Since the terrorist attacks of September 11, 2001, interreligious dialogue between Catholics and Muslims has explored ways to prevent religiously-inspired violence. Many local and national interreligious groups have released joint statements condemning violence and promoting dialogue as a means to peace. In February 2019 the pope himself also released such a statement, co-authored by Sheikh Ahmed el-Tayeb, Grand Imam of Al-Azhar.
Titled A Document on Human Fraternity for World Peace and Living Together, the text urged “all persons who have faith in God and faith in human fraternity to unite and work together so that [this document] may serve as a guide for future generations to advance a culture of mutual respect in the awareness of the great divine grace that makes all human beings brothers and sisters.”1 Signed in Abu Dhabi, the capital of the United Arab Emirates, this statement is often called the “Abu Dhabi Declaration.”

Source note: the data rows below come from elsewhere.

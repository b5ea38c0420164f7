use axum::{
    extract::State,
    http::StatusCode,
    response::{IntoResponse, Response},
    Json,
};
use serde::{Deserialize, Serialize};

use crate::middleware::StaffUser;
use crate::models::Ticket;
use crate::services::{self, ScanOutcome};
use crate::state::AppState;
use crate::utils::AppError;

#[derive(Deserialize)]
pub struct ValidateRequest {
    pub qr_code_data: String,
}

#[derive(Serialize)]
pub struct ScannedTicket {
    pub id: i64,
    pub ticket_type: String,
    pub ticket_number: i32,
    pub event_name: Option<String>,
    #[serde(skip_serializing_if = "Option::is_none")]
    pub owner_email: Option<String>,
}

impl ScannedTicket {
    fn new(ticket: Ticket, owner_email: Option<String>) -> Self {
        Self {
            id: ticket.id,
            ticket_type: ticket.ticket_type,
            ticket_number: ticket.ticket_number,
            event_name: ticket.event_name,
            owner_email,
        }
    }
}

#[derive(Serialize)]
pub struct ValidateResponse {
    pub success: bool,
    pub message: String,
    #[serde(skip_serializing_if = "Option::is_none")]
    pub code: Option<&'static str>,
    pub ticket: Option<ScannedTicket>,
}

/// POST /validate
///
/// An unknown code is a 404 error. A known ticket that cannot be admitted is
/// a 409 that still describes the ticket, so staff can tell a used ticket
/// from a counterfeit one.
pub async fn validate_ticket(
    State(state): State<AppState>,
    staff: StaffUser,
    Json(body): Json<ValidateRequest>,
) -> Result<Response, AppError> {
    let outcome = services::validate_ticket(
        state.store.as_ref(),
        state.directory.as_ref(),
        staff.user.id,
        &body.qr_code_data,
    )
    .await?;

    let response = match outcome {
        ScanOutcome::Admitted {
            ticket,
            owner_email,
        } => (
            StatusCode::OK,
            Json(ValidateResponse {
                success: true,
                message: "Ticket validated successfully".to_string(),
                code: None,
                ticket: Some(ScannedTicket::new(ticket, Some(owner_email))),
            }),
        ),
        ScanOutcome::Refused { ticket, rejection } => (
            StatusCode::CONFLICT,
            Json(ValidateResponse {
                success: false,
                message: rejection.to_string(),
                code: Some(rejection.code()),
                ticket: Some(ScannedTicket::new(ticket, None)),
            }),
        ),
    };

    Ok(response.into_response())
}
//! Durable storage for orders, tickets, the transfer audit log and the
//! identity mirror.
//!
//! Every method that changes a ticket's owner or status is a guarded,
//! single-statement compare-and-swap: it names the [`Transition`] it performs
//! and only touches rows whose current status is one of
//! [`TicketStatus::sources`] for that transition. A caller that loses a race
//! gets `None` back, never a silent overwrite.
//!
//! [`Transition`]: crate::models::Transition
//! [`TicketStatus::sources`]: crate::models::TicketStatus::sources

use async_trait::async_trait;
use chrono::{DateTime, Utc};
use uuid::Uuid;

use crate::models::{
    NewOrder, NewTicket, Order, PushToken, Ticket, TicketStats, TicketTransfer, UserRole,
    UserSummary,
};
use crate::utils::AppError;

pub mod memory;
pub mod postgres;

pub use memory::InMemoryStore;
pub use postgres::PgStore;

/// Result of a successful issuance insert.
#[derive(Debug, Clone, PartialEq)]
pub struct IssuedOrder {
    pub order: Order,
    pub tickets: Vec<Ticket>,
}

/// Result of cancelling an order's tickets after a payment reversal.
#[derive(Debug, Clone, Copy, PartialEq, Eq)]
pub struct CancelledOrder {
    pub order_id: i64,
    pub cancelled_tickets: u64,
}

#[async_trait]
pub trait TicketStore: Send + Sync {
    async fn order_exists(&self, checkout_session_id: &str) -> Result<bool, AppError>;

    /// Inserts the order and all of its tickets in one transaction.
    ///
    /// Returns `Ok(None)` without writing anything when an order with the same
    /// checkout session id already exists.
    async fn record_order(
        &self,
        order: NewOrder,
        tickets: Vec<NewTicket>,
    ) -> Result<Option<IssuedOrder>, AppError>;

    async fn ticket(&self, ticket_id: i64) -> Result<Option<Ticket>, AppError>;

    async fn ticket_by_code(&self, qr_code_data: Uuid) -> Result<Option<Ticket>, AppError>;

    async fn tickets_for_order(&self, order_id: i64) -> Result<Vec<Ticket>, AppError>;

    async fn tickets_owned_by(&self, owner_id: Uuid) -> Result<Vec<Ticket>, AppError>;

    async fn transfers_for_ticket(&self, ticket_id: i64) -> Result<Vec<TicketTransfer>, AppError>;

    /// Writes the audit row and moves ownership from `from` to `to`, in one
    /// transaction, provided `from` still owns the ticket and it is still
    /// transferable. `Ok(None)` means the guard failed and nothing was written.
    async fn transfer_ticket(
        &self,
        ticket_id: i64,
        from: Uuid,
        to: Uuid,
    ) -> Result<Option<(Ticket, TicketTransfer)>, AppError>;

    /// Marks the ticket validated if it is still admissible. `Ok(None)` means
    /// another scan got there first (or the ticket left an admissible state).
    async fn validate_ticket(
        &self,
        ticket_id: i64,
        validated_by: Uuid,
        at: DateTime<Utc>,
    ) -> Result<Option<Ticket>, AppError>;

    /// Cancels every non-terminal ticket of the order paid by
    /// `payment_intent_id` and marks the order canceled. `Ok(None)` when no
    /// order carries that payment intent.
    async fn cancel_order(&self, payment_intent_id: &str)
        -> Result<Option<CancelledOrder>, AppError>;

    /// Expires every non-terminal ticket, optionally restricted to one event.
    async fn expire_tickets(&self, event_name: Option<&str>) -> Result<u64, AppError>;

    async fn ticket_stats(&self) -> Result<TicketStats, AppError>;

    async fn save_push_token(&self, token: PushToken) -> Result<(), AppError>;

    async fn remove_push_token(&self, user_id: Uuid, expo_push_token: &str)
        -> Result<bool, AppError>;

    /// Push tokens of the given users, or of everyone when `user_ids` is `None`.
    async fn push_tokens(&self, user_ids: Option<&[Uuid]>) -> Result<Vec<String>, AppError>;
}

/// Read-only view of the identity provider's users and the payment
/// customer mapping.
#[async_trait]
pub trait IdentityDirectory: Send + Sync {
    async fn user_for_customer(&self, customer_id: &str) -> Result<Option<Uuid>, AppError>;

    /// Registered users whose email matches `email` (case-insensitive),
    /// never including `exclude`.
    async fn find_users_by_email(
        &self,
        email: &str,
        exclude: Uuid,
    ) -> Result<Vec<UserSummary>, AppError>;

    async fn user_email(&self, user_id: Uuid) -> Result<Option<String>, AppError>;

    async fn user_role(&self, user_id: Uuid) -> Result<UserRole, AppError>;
}
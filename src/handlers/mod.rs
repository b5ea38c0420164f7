use axum::response::Response;
use serde::Serialize;

use crate::utils::response::success;

pub mod notifications;
pub mod staff;
pub mod tickets;
pub mod transfers;
pub mod validation;
pub mod webhook;

pub use notifications::{register_push_token, send_notification, unregister_push_token};
pub use staff::{expire_tickets, ticket_stats};
pub use tickets::{list_my_tickets, list_ticket_transfers};
pub use transfers::{commit_transfer, lookup_recipient};
pub use validation::validate_ticket;
pub use webhook::stripe_webhook;

#[derive(Serialize)]
struct HealthPayload {
    status: &'static str,
    service: &'static str,
}

pub async fn health_check() -> Response {
    let payload = HealthPayload {
        status: "ok",
        service: "fbcon-server",
    };

    success(payload, "Health check successful")
}
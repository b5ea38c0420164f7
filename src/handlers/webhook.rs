use axum::{
    body::Bytes,
    extract::State,
    http::HeaderMap,
    response::Response,
};
use tracing::info;

use crate::payments::{PaymentEvent, WebhookEvent, SIGNATURE_HEADER};
use crate::services::{handle_charge_refunded, handle_refund_updated, issue_tickets};
use crate::state::AppState;
use crate::utils::response::received;
use crate::utils::AppError;

/// Payment processor deliveries. The raw body is verified before it is
/// parsed. Processed, ignored and anomalous events are all acknowledged;
/// only transient failures return an error so the processor redelivers.
pub async fn stripe_webhook(
    State(state): State<AppState>,
    headers: HeaderMap,
    body: Bytes,
) -> Result<Response, AppError> {
    let signature = headers
        .get(SIGNATURE_HEADER)
        .and_then(|value| value.to_str().ok());
    state.webhook_verifier.verify(&body, signature)?;

    let event = WebhookEvent::parse(&body)?;
    info!(event_id = %event.id, event_type = %event.event_type, "Webhook received");

    match event.payload {
        PaymentEvent::CheckoutCompleted(session) => {
            let outcome = issue_tickets(
                state.store.as_ref(),
                state.directory.as_ref(),
                state.gateway.as_ref(),
                &state.issuance,
                &session,
            )
            .await?;
            info!(event_id = %event.id, outcome = ?outcome, "Checkout session handled");
        }
        PaymentEvent::ChargeRefunded(charge) => {
            let outcome = handle_charge_refunded(state.store.as_ref(), &charge).await?;
            info!(event_id = %event.id, outcome = ?outcome, "Charge refund handled");
        }
        PaymentEvent::RefundUpdated(refund) => {
            let outcome =
                handle_refund_updated(state.store.as_ref(), state.gateway.as_ref(), &refund)
                    .await?;
            info!(event_id = %event.id, outcome = ?outcome, "Refund update handled");
        }
        PaymentEvent::Ignored => {
            info!(event_id = %event.id, event_type = %event.event_type, "Unhandled event type");
        }
    }

    Ok(received())
}
//! Cancels unused tickets when their payment is reversed.

use tracing::{info, warn};

use crate::payments::{Charge, PaymentGateway, Refund};
use crate::store::{CancelledOrder, TicketStore};
use crate::utils::AppError;

const REFUND_SUCCEEDED: &str = "succeeded";

#[derive(Debug, Clone, Copy, PartialEq, Eq)]
pub enum ReconciliationOutcome {
    Cancelled(CancelledOrder),
    /// No order carries the payment intent. Subscriptions and unrelated
    /// charges end up here.
    UnknownPayment,
    /// The event does not name a payment intent, or the refund has not
    /// succeeded yet.
    Skipped,
}

/// Cancels the non-terminal tickets of the order paid by `payment_intent_id`.
/// Replays are harmless: tickets already cancelled are not matched again.
pub async fn reconcile_payment_intent(
    store: &dyn TicketStore,
    payment_intent_id: &str,
) -> Result<ReconciliationOutcome, AppError> {
    match store.cancel_order(payment_intent_id).await? {
        Some(cancelled) => {
            info!(
                order_id = cancelled.order_id,
                payment_intent_id,
                cancelled_tickets = cancelled.cancelled_tickets,
                "Cancelled tickets for reversed payment"
            );
            Ok(ReconciliationOutcome::Cancelled(cancelled))
        }
        None => {
            info!(payment_intent_id, "No order for reversed payment");
            Ok(ReconciliationOutcome::UnknownPayment)
        }
    }
}

pub async fn handle_charge_refunded(
    store: &dyn TicketStore,
    charge: &Charge,
) -> Result<ReconciliationOutcome, AppError> {
    let Some(payment_intent) = charge.payment_intent.as_ref() else {
        warn!(charge_id = %charge.id, "Refunded charge has no payment intent");
        return Ok(ReconciliationOutcome::Skipped);
    };

    reconcile_payment_intent(store, payment_intent.id()).await
}

/// Only succeeded refunds cancel tickets. When the refund does not carry the
/// payment intent it is resolved through the refund's charge.
pub async fn handle_refund_updated(
    store: &dyn TicketStore,
    gateway: &dyn PaymentGateway,
    refund: &Refund,
) -> Result<ReconciliationOutcome, AppError> {
    if refund.status.as_deref() != Some(REFUND_SUCCEEDED) {
        info!(refund_id = %refund.id, status = ?refund.status, "Refund not succeeded yet");
        return Ok(ReconciliationOutcome::Skipped);
    }

    let payment_intent = match (&refund.payment_intent, &refund.charge) {
        (Some(pi), _) => Some(pi.id().to_string()),
        (None, Some(charge)) => gateway.charge_payment_intent(charge.id()).await?,
        (None, None) => None,
    };

    let Some(payment_intent) = payment_intent else {
        warn!(refund_id = %refund.id, "Refund could not be tied to a payment intent");
        return Ok(ReconciliationOutcome::Skipped);
    };

    reconcile_payment_intent(store, &payment_intent).await
}
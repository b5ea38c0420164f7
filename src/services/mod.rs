//! Ticket lifecycle operations. Every function takes the store and
//! collaborator handles it needs as arguments; nothing is held globally.

pub mod expiry;
pub mod issuance;
pub mod notifications;
pub mod reconciliation;
pub mod transfer;
pub mod validation;

pub use expiry::expire_tickets;
pub use issuance::{issue_tickets, BundleRule, IssuanceOutcome, IssuancePolicy, TICKET_COLORS};
pub use notifications::{
    broadcast, register_push_token, Broadcast, BroadcastReport, ExpoPushRelay, PushMessage,
    PushRelay, PUSH_BATCH_SIZE,
};
pub use reconciliation::{
    handle_charge_refunded, handle_refund_updated, reconcile_payment_intent,
    ReconciliationOutcome,
};
pub use transfer::{commit_transfer, lookup_recipients, transfer_history};
pub use validation::{validate_ticket, ScanOutcome, UNKNOWN_OWNER};
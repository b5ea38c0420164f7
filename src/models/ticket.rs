use std::fmt;
use std::str::FromStr;

use chrono::{DateTime, Utc};
use serde::{Deserialize, Serialize};
use sqlx::FromRow;
use uuid::Uuid;

/// Lifecycle state of a ticket.
///
/// `Validated`, `Cancelled` and `Expired` are terminal. `Transferred` is never
/// written by this server; rows that already carry it are treated as a
/// non-terminal state that can still be admitted at the door but cannot be
/// transferred again.
#[derive(Debug, Clone, Copy, PartialEq, Eq, Hash, Serialize, Deserialize)]
#[serde(rename_all = "lowercase")]
pub enum TicketStatus {
    Active,
    Transferred,
    Validated,
    Expired,
    Cancelled,
}

/// A requested lifecycle transition. Every mutation of a ticket's status or
/// owner goes through exactly one of these.
#[derive(Debug, Clone, Copy, PartialEq, Eq)]
pub enum Transition {
    Transfer,
    Validate,
    Cancel,
    Expire,
}

#[derive(Debug, Clone, Copy, PartialEq, Eq, thiserror::Error)]
#[error("cannot {transition:?} a ticket that is {from}")]
pub struct IllegalTransition {
    pub from: TicketStatus,
    pub transition: Transition,
}

impl TicketStatus {
    pub const ALL: [TicketStatus; 5] = [
        TicketStatus::Active,
        TicketStatus::Transferred,
        TicketStatus::Validated,
        TicketStatus::Expired,
        TicketStatus::Cancelled,
    ];

    pub fn as_str(&self) -> &'static str {
        match self {
            TicketStatus::Active => "active",
            TicketStatus::Transferred => "transferred",
            TicketStatus::Validated => "validated",
            TicketStatus::Expired => "expired",
            TicketStatus::Cancelled => "cancelled",
        }
    }

    pub fn is_terminal(&self) -> bool {
        matches!(
            self,
            TicketStatus::Validated | TicketStatus::Expired | TicketStatus::Cancelled
        )
    }

    /// Statuses from which `transition` is legal. The SQL store uses this
    /// list verbatim in its `WHERE status = ANY(...)` guards.
    pub fn sources(transition: Transition) -> &'static [TicketStatus] {
        match transition {
            Transition::Transfer => &[TicketStatus::Active],
            Transition::Validate | Transition::Cancel | Transition::Expire => {
                &[TicketStatus::Active, TicketStatus::Transferred]
            }
        }
    }

    /// Applies `transition`, returning the resulting status.
    pub fn apply(self, transition: Transition) -> Result<TicketStatus, IllegalTransition> {
        if !Self::sources(transition).contains(&self) {
            return Err(IllegalTransition {
                from: self,
                transition,
            });
        }

        Ok(match transition {
            // ownership changes, status does not
            Transition::Transfer => TicketStatus::Active,
            Transition::Validate => TicketStatus::Validated,
            Transition::Cancel => TicketStatus::Cancelled,
            Transition::Expire => TicketStatus::Expired,
        })
    }
}

impl fmt::Display for TicketStatus {
    fn fmt(&self, f: &mut fmt::Formatter<'_>) -> fmt::Result {
        f.write_str(self.as_str())
    }
}

#[derive(Debug, Clone, PartialEq, Eq, thiserror::Error)]
#[error("unknown ticket status '{0}'")]
pub struct UnknownStatus(pub String);

impl FromStr for TicketStatus {
    type Err = UnknownStatus;

    fn from_str(s: &str) -> Result<Self, Self::Err> {
        match s {
            "active" => Ok(TicketStatus::Active),
            "transferred" => Ok(TicketStatus::Transferred),
            "validated" => Ok(TicketStatus::Validated),
            "expired" => Ok(TicketStatus::Expired),
            "cancelled" => Ok(TicketStatus::Cancelled),
            other => Err(UnknownStatus(other.to_string())),
        }
    }
}

#[derive(Debug, Clone, PartialEq, Serialize, Deserialize)]
pub struct Ticket {
    pub id: i64,
    pub order_id: i64,
    pub ticket_type: String,
    pub ticket_number: i32,
    pub qr_code_data: Uuid,
    pub owner_id: Uuid,
    pub original_purchaser_id: Uuid,
    pub status: TicketStatus,
    pub validated_at: Option<DateTime<Utc>>,
    pub validated_by: Option<Uuid>,
    pub background_color: String,
    pub event_name: Option<String>,
    pub event_date: Option<String>,
    pub created_at: DateTime<Utc>,
    pub updated_at: DateTime<Utc>,
}

/// Raw `tickets` row; status is stored as text and parsed on the way out.
#[derive(Debug, FromRow)]
pub(crate) struct TicketRow {
    pub id: i64,
    pub order_id: i64,
    pub ticket_type: String,
    pub ticket_number: i32,
    pub qr_code_data: Uuid,
    pub owner_id: Uuid,
    pub original_purchaser_id: Uuid,
    pub status: String,
    pub validated_at: Option<DateTime<Utc>>,
    pub validated_by: Option<Uuid>,
    pub background_color: String,
    pub event_name: Option<String>,
    pub event_date: Option<String>,
    pub created_at: DateTime<Utc>,
    pub updated_at: DateTime<Utc>,
}

impl TryFrom<TicketRow> for Ticket {
    type Error = UnknownStatus;

    fn try_from(row: TicketRow) -> Result<Self, Self::Error> {
        Ok(Ticket {
            id: row.id,
            order_id: row.order_id,
            ticket_type: row.ticket_type,
            ticket_number: row.ticket_number,
            qr_code_data: row.qr_code_data,
            owner_id: row.owner_id,
            original_purchaser_id: row.original_purchaser_id,
            status: row.status.parse()?,
            validated_at: row.validated_at,
            validated_by: row.validated_by,
            background_color: row.background_color,
            event_name: row.event_name,
            event_date: row.event_date,
            created_at: row.created_at,
            updated_at: row.updated_at,
        })
    }
}

/// A ticket about to be minted. Ids and timestamps are assigned by the store.
#[derive(Debug, Clone, PartialEq)]
pub struct NewTicket {
    pub ticket_type: String,
    pub ticket_number: i32,
    pub qr_code_data: Uuid,
    pub background_color: String,
    pub event_name: Option<String>,
    pub event_date: Option<String>,
}

/// Counts per status, as shown on the staff dashboard.
#[derive(Debug, Clone, Default, PartialEq, Eq, Serialize, Deserialize)]
pub struct TicketStats {
    pub total: i64,
    pub active: i64,
    pub transferred: i64,
    pub validated: i64,
    pub cancelled: i64,
    pub expired: i64,
}

impl TicketStats {
    pub fn record(&mut self, status: TicketStatus, count: i64) {
        self.total += count;
        match status {
            TicketStatus::Active => self.active += count,
            TicketStatus::Transferred => self.transferred += count,
            TicketStatus::Validated => self.validated += count,
            TicketStatus::Cancelled => self.cancelled += count,
            TicketStatus::Expired => self.expired += count,
        }
    }
}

In many ways, the Abu Dhabi Declaration is a standard-fare interreligious dialogue statement in keeping with all interreligious documents produced in the wake of Vatican II. Pope Francis said, “I openly reaffirm this: from the Catholic point of view the Declaration does not move one millimetre away from the Second Vatican Council,”2 and while some might say that is an exaggeration, the document does contain typical interreligious dialogue language found in the Vatican II documents and that has been commonly used since then. For example, the desire to foster “mutual respect” has been a frequent theme of these statements since the 1960s, and it’s front and center in the Abu Dhabi Declaration.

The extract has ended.